Serves it right. Red hates the place. For one thing, there are so many Atlantises, always sinking, in so many strands: an island off Greece, a mid-Atlantic continent, an advanced pre-Minoan civilization on Crete, a spaceship floating north of Egypt, on and on. Most strands lack Atlantis altogether, know the place only through dreams and mad poets’ madder whispers.

Because there are so many, Red cannot fix just one, or fail to. Sometimes it seems strands bud Atlantises to thwart her. They conspire. History makes common cause with the enemy. Thirty, forty times throughout her career she has walked away from some sinking, burning island, thinking, at least that’s over. Thirty, forty times, the call has come: Go back.

At the foot of the volcano, the dark-skinned Atlanteans seek their ships. A mother carries her screaming son in one arm, clutches her daughter by the hand. Father follows. He bears their household gods. Tears streak the soot on his face. A priestess and a priest remain with their temple. They will be burned. They have lived their lives as sacrifices to—who again? Red has lost track. She feels bad about that.

They lived their lives as sacrifices.

Gods and children first, they fill the boats. As the earth shakes and the sky burns, even the bravest and most single-minded leave their work. Notes and sums and new engines remain behind. They take people and art. The math will burn, the engines melt, the arches fall to dust.

This is not even one of the weirder Atlantises. No crystals here, no flying cars, no perfect governments, no psychic powers. (Those last two things don’t exist, anyway.) And yet: That man built a steam-and-pinwheel engine six centuries earlier than the mean. This woman, through reason and ecstatic meditation, discerned the usefulness of zero to her mathematics. This shepherd built freestanding arches into the walls of his house. Small touches, ideas so fundamental they seem useless. Nobody here knows their worth, yet. But if they do not perish on this island, someone might realize their use a few centuries earlier and change everything.

So Red tries to give them time.

Her implants glow bright crimson to vent heat.
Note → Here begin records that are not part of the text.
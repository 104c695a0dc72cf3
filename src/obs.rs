//! Optional observability helpers for client calls.
//!
//! # Feature Flags
//!
//! - Enable `tracing` to emit structured spans named `singly.call` with the `call` (operation
//!   kind) and `stage` (call site) fields. Debug-flag traffic dumps are emitted as `DEBUG` events
//!   inside those spans.
//! - Enable `metrics` to increment the `singly_call_total` counter for every
//!   attempt/success/failure, labeled by `call`, `stage` and `outcome`.

mod metrics;
mod tracing;

pub use metrics::*;
pub use tracing::*;

// self
use crate::_prelude::*;

/// Operation kinds observed by the client.
#[derive(Clone, Copy, Debug, PartialEq, Eq, Hash)]
pub enum CallKind {
	/// Authorize callback round-trip.
	Authorize,
	/// Authorization code exchange at the token endpoint.
	TokenExchange,
	/// Authenticated data endpoint request.
	Endpoint,
}
impl CallKind {
	/// Returns a stable label suitable for span or metric fields.
	pub const fn as_str(self) -> &'static str {
		match self {
			CallKind::Authorize => "authorize",
			CallKind::TokenExchange => "token_exchange",
			CallKind::Endpoint => "endpoint",
		}
	}
}
impl Display for CallKind {
	fn fmt(&self, f: &mut Formatter) -> FmtResult {
		f.write_str(self.as_str())
	}
}

/// Outcome labels recorded for each attempt.
#[derive(Clone, Copy, Debug, PartialEq, Eq, Hash)]
pub enum CallOutcome {
	/// Entry to a client operation.
	Attempt,
	/// Successful completion.
	Success,
	/// Failure propagated back to the caller.
	Failure,
}
impl CallOutcome {
	/// Returns a stable label suitable for span or metric fields.
	pub const fn as_str(self) -> &'static str {
		match self {
			CallOutcome::Attempt => "attempt",
			CallOutcome::Success => "success",
			CallOutcome::Failure => "failure",
		}
	}
}
impl Display for CallOutcome {
	fn fmt(&self, f: &mut Formatter) -> FmtResult {
		f.write_str(self.as_str())
	}
}

/// Runs `fut` inside a [`CallSpan`] and records attempt + success/failure outcomes.
pub(crate) async fn observe<T, Fut>(kind: CallKind, stage: &'static str, fut: Fut) -> Result<T>
where
	Fut: Future<Output = Result<T>>,
{
	let span = CallSpan::new(kind, stage);

	record_call_outcome(kind, stage, CallOutcome::Attempt);

	let result = span.instrument(fut).await;

	match &result {
		Ok(_) => record_call_outcome(kind, stage, CallOutcome::Success),
		Err(_) => record_call_outcome(kind, stage, CallOutcome::Failure),
	}

	result
}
They sear her flesh. She sweats buckets. Growls. Glowers. She pushes herself, here. Island saving’s not a one-woman job, so she works harder than one woman can.

She rolls enormous boulders to break the coming lava flows. She plows new fake riverbeds with her hands. With the tools at her disposal she breaks rocks and forms their pieces into other rocks elsewhere. The volcano quakes and splits, vomits rock into the air. A stone pine of soot sprouts from its peak. She sprints uphill, a streak of skin and light.

The lava shimmers, bubbles, spits. Some lands near her. She steps aside.

The ash-green sea reflects the roil-black sky. The last cormorants flee, darkness against dark. Red searches for a sign. She is missing something. She does not know what. She ponders skies and oceans for a while, wonders.

While Red looks away, a gob of lava splashes toward her face. She catches it in her palm without looking. Her skin, if it were the sort of skin the panicked villagers below wear around their meat, should char. It is not, does not.

Too long watching. She turns back to the caldera, to the welling lava.

She stops.

Black and gold vein the rising red. Some suns’ surfaces look like this, when she visits them on shore leave. That’s not what arrests her.

The shifting colors form words that last mere moments, in handwriting now familiar. As the lava flows, those words change.

She reads. Her lips frame syllables one by one. She commits the words the fire frames to the old kind of memory. There are cameras in her eyes, which she does not use for this. A recording mechanism clamps around the strand of fiber in her skull which might be mistaken for an optic nerve; she turns it off, which the Agency does not think she can do. The lava overflows its lip. She had meant to break this high promontory on which she stands, to make a sort of spout, spilling molten rock down her predetermined channel. Rather, she stands and watches.

Below, the village burns. Without her capstone effort at the peak, her dikes and redoubts work less well, but the mathematician still has time to grab her wax tablets at least. The boats leave. They get far enough away to survive the earthquake wave as their homes tumble into the sea.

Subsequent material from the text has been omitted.